APURIMAC – EL DIOS QUE HABLA 6 puntos
Argentina, 2018
Dirección: Miguel Mato.
Guion: Miguel Mato y Eduardo Spagnuolo.
Duración: 81 minutos.
Estreno exclusivo en Espacio INCAA Sala Gaumont.
El dron avanza y sube lentamente por la ladera de una montaña, describiendo con imágenes los imponentes paisajes de la cordillera peruana. Allí, a casi cuatro mil metros de altura, en un lugar remoto del distrito de Quehue, departamento del Cuzco, viven los integrantes de cuatro comunidades quechuas, famosos en todo el mundo por la destrucción seguida de una nueva construcción, todos los meses de junio, del último puente colgante inca, una tradición con más de quinientos años de antigüedad. Acostumbrados a la presencia de periodistas y fotógrafos, a pesar de recibirlos todas las temporadas como una visita casi obligada, los hombres y mujeres responsables de la faena sostienen sin inmutarse cada uno de los pasos del ritual. Apurimac – El dios que habla, del realizador argentino Miguel Mato, reprime la ansiedad por llegar al meollo de la cuestión y registra primero las actividades cotidianas de los habitantes del lugar: el pastoreo de llamas y ovejas, la recolección de papas y batatas, el lavado de la ropa en una pequeña acequia.
Y, desde luego, el acto de cortar las largas pajas de q’oya que servirán para trenzar hilos y cuerdas, materia prima del Q'eswachaka, el “puente de cuerda” que quedará suspendido sobre un desfiladero, a unos diez metros del agua. A pesar de la autodescripción como una “experiencia sensorial”, la película de Mato (director de los documentales Yo, Sandro – La película y Espejitos de colores) está más cerca de la inmersión antropológica: sin una voz en off que haga las veces de guía y apenas algunos pocos registros de la voz humana comunicando ideas, es la cámara la única encargada de transmitir formas, acciones, conceptos y tradiciones. De hecho, hay en la película algo de oda a la vida tradicional, sin contaminaciones externas, y apenas un puñado de planos de productos manufacturados –allá abajo, en un mercado del pueblo– confirman que se trata de un Perú en tiempo presente. El culto a la Pachamama, las ofrendas a la Madre Tierra –con sus hojas de coca y semillas celosamente dispuestas sobre el suelo– y los rituales nocturnos a la luz de la luna, no han variado demasiado con el correr de los siglos, más allá de la proliferación de botellas con bebidas alcohólicas y los sombreros de las mujeres quechuas, que no han pasado de moda desde que comenzaran a usarse a finales del siglo XIX.

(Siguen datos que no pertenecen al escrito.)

//! Flip rotation timeline
//!
//! A flip is planned up front as a fixed-duration rotation from wherever the
//! coin currently is to an exact landing angle for the drawn face. The
//! rotation runs in two decelerating segments: a fast segment that covers
//! most of the angular distance in a small fraction of the time, then a
//! glide that settles precisely on the landing angle.

use std::time::Duration;

use crate::domain::angle::{forward_delta_deg, FULL_TURN_DEG};
use crate::domain::face::Face;

/// Cubic ease-out: fast start, decelerating finish.
fn ease_out(t: f64) -> f64 {
    let inv = 1.0 - t.clamp(0.0, 1.0);
    1.0 - inv * inv * inv
}

/// Immutable plan for one flip animation.
#[derive(Debug, Clone)]
pub struct FlipTimeline {
    face: Face,
    start_deg: f64,
    mid_deg: f64,
    end_deg: f64,
    total: Duration,
    fast_phase: f64,
}

impl FlipTimeline {
    /// Plans a flip starting at `start_deg` (the animator's running angle,
    /// spins included) that lands exactly on `face`.
    ///
    /// # Arguments
    /// * `spins` - whole extra rotations added for the sense of motion
    /// * `fast_distance` - fraction of the angular distance covered by the
    ///   fast segment (0..1)
    /// * `fast_phase` - fraction of total time spent in the fast segment
    ///   (0..1)
    pub fn plan(
        start_deg: f64,
        face: Face,
        spins: u32,
        fast_distance: f64,
        fast_phase: f64,
        total: Duration,
    ) -> Self {
        let landing_delta = forward_delta_deg(start_deg, face.landing_angle_deg());
        let total_delta = f64::from(spins) * FULL_TURN_DEG + landing_delta;

        Self {
            face,
            start_deg,
            mid_deg: start_deg + total_delta * fast_distance,
            end_deg: start_deg + total_delta,
            total,
            fast_phase,
        }
    }

    /// The face this flip resolves to.
    pub fn face(&self) -> Face {
        self.face
    }

    /// Exact final angle, spins included. Congruent to the face's landing
    /// angle modulo 360.
    pub fn end_deg(&self) -> f64 {
        self.end_deg
    }

    /// Samples the rotation at `elapsed` since the flip began.
    ///
    /// Both segments ease out: the first snaps into speed and decelerates,
    /// the second decelerates further into the landing angle. Elapsed times
    /// past the total clamp to the exact end angle.
    pub fn angle_at(&self, elapsed: Duration) -> f64 {
        let total_secs = self.total.as_secs_f64();
        if total_secs <= 0.0 {
            return self.end_deg;
        }

        let progress = (elapsed.as_secs_f64() / total_secs).clamp(0.0, 1.0);
        if progress >= 1.0 {
            return self.end_deg;
        }

        if progress <= self.fast_phase {
            let t = if self.fast_phase > 0.0 { progress / self.fast_phase } else { 1.0 };
            self.start_deg + (self.mid_deg - self.start_deg) * ease_out(t)
        } else {
            let t = (progress - self.fast_phase) / (1.0 - self.fast_phase);
            self.mid_deg + (self.end_deg - self.mid_deg) * ease_out(t)
        }
    }

    /// True once `elapsed` has reached the planned duration.
    pub fn is_complete(&self, elapsed: Duration) -> bool {
        elapsed >= self.total
    }
}

#[cfg(test)]
mod tests {
    use super::*;
    use crate::domain::angle::congruent_deg;

    fn plan(start: f64, face: Face) -> FlipTimeline {
        FlipTimeline::plan(start, face, 22, 0.78, 0.28, Duration::from_secs(1))
    }

    #[test]
    fn lands_exactly_on_face_angle() {
        for start in [0.0, 37.5, 359.9, -45.0, 22.0 * 360.0 + 123.0] {
            for face in [Face::Heads, Face::Tails] {
                let timeline = plan(start, face);
                assert!(
                    congruent_deg(timeline.end_deg(), face.landing_angle_deg(), 1e-9),
                    "start {start} face {face} ended at {}",
                    timeline.end_deg()
                );
            }
        }
    }

    #[test]
    fn always_rotates_forward_with_all_spins() {
        let timeline = plan(90.0, Face::Heads);
        let delta = timeline.end_deg() - 90.0;
        assert!(delta >= 22.0 * 360.0);
        assert!(delta < 23.0 * 360.0);
    }

    #[test]
    fn sampling_is_monotonic() {
        let timeline = plan(10.0, Face::Tails);
        let mut last = timeline.angle_at(Duration::ZERO);
        for ms in (0..=1000).step_by(10) {
            let angle = timeline.angle_at(Duration::from_millis(ms));
            assert!(angle >= last - 1e-9, "rotation went backwards at {ms}ms");
            last = angle;
        }
    }

    #[test]
    fn fast_segment_covers_most_of_the_distance() {
        let timeline = plan(0.0, Face::Heads);
        let at_fast_end = timeline.angle_at(Duration::from_millis(280));
        let covered = (at_fast_end - 0.0) / (timeline.end_deg() - 0.0);
        // Ease-out reaches the segment target exactly at the boundary.
        assert!((covered - 0.78).abs() < 1e-6, "covered {covered}");
    }

    #[test]
    fn clamps_past_the_end() {
        let timeline = plan(5.0, Face::Tails);
        assert_eq!(timeline.angle_at(Duration::from_secs(2)), timeline.end_deg());
        assert!(timeline.is_complete(Duration::from_secs(1)));
        assert!(!timeline.is_complete(Duration::from_millis(999)));
    }

    #[test]
    fn starts_where_the_coin_was() {
        let timeline = plan(123.0, Face::Heads);
        assert!((timeline.angle_at(Duration::ZERO) - 123.0).abs() < 1e-9);
    }
}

Cuando parece que Apurimac se contentará con un simple registro y edición de escenas meramente ilustrativas, llega el momento de las ceremonias y fiestas, acompañada por la música en plan fusión de Daniel Bargach Mitre. El viejo Q'eswachaka cae y comienza a erigirse el nuevo. Las mujeres se apartan –ya que, dicen, atraen la mala suerte– y los hombres comienzan a tender las sogas que harán las veces de sostenes de la obra. El sentido comunitario comienza a ser cada vez más evidente, aunque nadie ni nada lo explicite abiertamente: los hilos tejidos por las mujeres de las cuatro comunidades poco pueden hacer de manera individual, pero trenzados en cuerdas cada vez más gruesas son capaces de soportar el peso de una docena de seres humanos. El símbolo es fuerte. El puente también, literalmente.